Austria

Austria

Saturday, April 24, 2010

My Sewing room


One of the deals I made with my cute guy when we were making preparations for moving to Moscow was that I would be allowed to bring as much of my fabric stash as I wanted. And he would not moan about what that did to our weight allowance. And that I would be given a room or area to sew in and he would be fully supportive of that. He has kept completely to our bargain. And when on a few occasions I have moved a sewing project onto the dining room table and taken over that room with a big quilt project. He has never complained or commented on the mess. How fortunate I am. I asked him to make the deal because I know I can be happy anywhere if I can de-stress myself by sewing. Sewing gives me “object Permanence” which I need for good mental health.

Let me explain what “Object Permanence” is and why it is important to me.

From Wikipedia, the free encyclopedia

Object permanence is the understanding that objects continue to exist even when they cannot be seen, heard, or touched. Jean Piaget argued that object permanence is one of an infant's most important accomplishments, as without this concept, objects would have no separate, permanent existence. In Piaget's Theory of cognitive development infants develop this understanding by the end of the "sensorimotor stage", which lasts from birth to about 2 years of age.[1] Piaget thought that an infant's perception and understanding of the world depended on their motor development, which was required for the infant to link visual, tactile and motor representations of objects. According to this view, it is through touching and handling objects that infants develop object permanence.[2]
I think mother's need another type of Object permanence. Objects that continue to exist even when they cannot be seen, heard, or touched. So many of the things a mother fills her time with gets undone immediately. Like picking up the toy off the floor that your under 2 year old has just thrown off the high chair tray because he is trying to development his Object Permanence. :-)
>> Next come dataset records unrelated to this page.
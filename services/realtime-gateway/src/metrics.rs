//! Prometheus exposition for realtime-gateway, matching
//! `order_service::metrics::serve_metrics`.

use actix_web::HttpResponse;
use prometheus::{Encoder, TextEncoder};

pub async fn serve_metrics() -> HttpResponse {
    let encoder = TextEncoder::new();
    let metric_families = prometheus::gather();

    let mut buffer = Vec::new();
    if let Err(err) = encoder.encode(&metric_families, &mut buffer) {
        return HttpResponse::InternalServerError().body(err.to_string());
    }

    HttpResponse::Ok().content_type(encoder.format_type()).body(buffer)
}
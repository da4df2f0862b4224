//! HTTP boundary error mapping.

use actix_web::{http::StatusCode, HttpResponse, ResponseError};
use bus_adapter::BusError;
use chrono::Utc;
use realtime_hub::HubError;
use serde::Serialize;

#[derive(Debug, thiserror::Error)]
pub enum AppError {
    #[error(transparent)]
    Hub(#[from] HubError),

    #[error(transparent)]
    Bus(#[from] BusError),

    #[error("invalid request: {0}")]
    BadRequest(String),
}

#[derive(Serialize)]
struct ErrorBody {
    status: u16,
    code: &'static str,
    message: String,
    timestamp: chrono::DateTime<Utc>,
}

impl AppError {
    fn code(&self) -> &'static str {
        match self {
            AppError::BadRequest(_) => "BAD_REQUEST",
            AppError::Hub(_) => "INTERNAL",
            AppError::Bus(_) => "INTERNAL",
        }
    }
}

impl ResponseError for AppError {
    fn status_code(&self) -> StatusCode {
        match self {
            AppError::BadRequest(_) => StatusCode::BAD_REQUEST,
            AppError::Hub(_) | AppError::Bus(_) => StatusCode::INTERNAL_SERVER_ERROR,
        }
    }

    fn error_response(&self) -> HttpResponse {
        let message = match self {
            AppError::Hub(_) | AppError::Bus(_) => {
                tracing::error!(error = %self, "realtime-gateway internal error");
                "an internal error occurred".to_string()
            }
            other => other.to_string(),
        };

        HttpResponse::build(self.status_code()).json(ErrorBody {
            status: self.status_code().as_u16(),
            code: self.code(),
            message,
            timestamp: Utc::now(),
        })
    }
}
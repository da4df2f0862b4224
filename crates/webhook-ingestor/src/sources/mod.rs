//! Per-source normalization: turn a source-specific JSON
//! shape into one canonical [`event_schema::DomainEvent`] plus the routing
//! metadata the outbox/bus needs.

pub mod facebook;
pub mod line;
pub mod loyverse;
pub mod payment_gateway;
pub mod delivery;

use event_schema::DomainEvent;

/// The result of normalizing one webhook body: a canonical event plus the
/// envelope routing fields that don't live on `DomainEvent` itself.
#[derive(Debug, Clone)]
pub struct NormalizedWebhook {
    pub event: DomainEvent,
    pub aggregate_id: String,
    pub aggregate_type: &'static str,
    /// Upstream-supplied id used for deduplication when present; callers
    /// fall back to a body fingerprint when a source omits one.
    pub upstream_event_id: Option<String>,
}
Another example, I may spend 3 hours fixing a delicious meal and setting a beautiful table. Unless my living-in-china-daughter is home or we have guests; no one will make a positive comment about the food or the setting. In usually less than 30 minutes the evidence of that 3 hours of effort is gone except for dirty dishes that have to be washed and put away. No object permanence. Except the knowledge that I have fed my family well. But if in contrast I spend 3 hours patching beautiful cloth together, or altering some clothing no one "un-does" my work. It becomes Object permanence.

Sewing brings me joy because not only does it create Object permanence but it is a creative problem solving endeavor that tests my patience and builds character.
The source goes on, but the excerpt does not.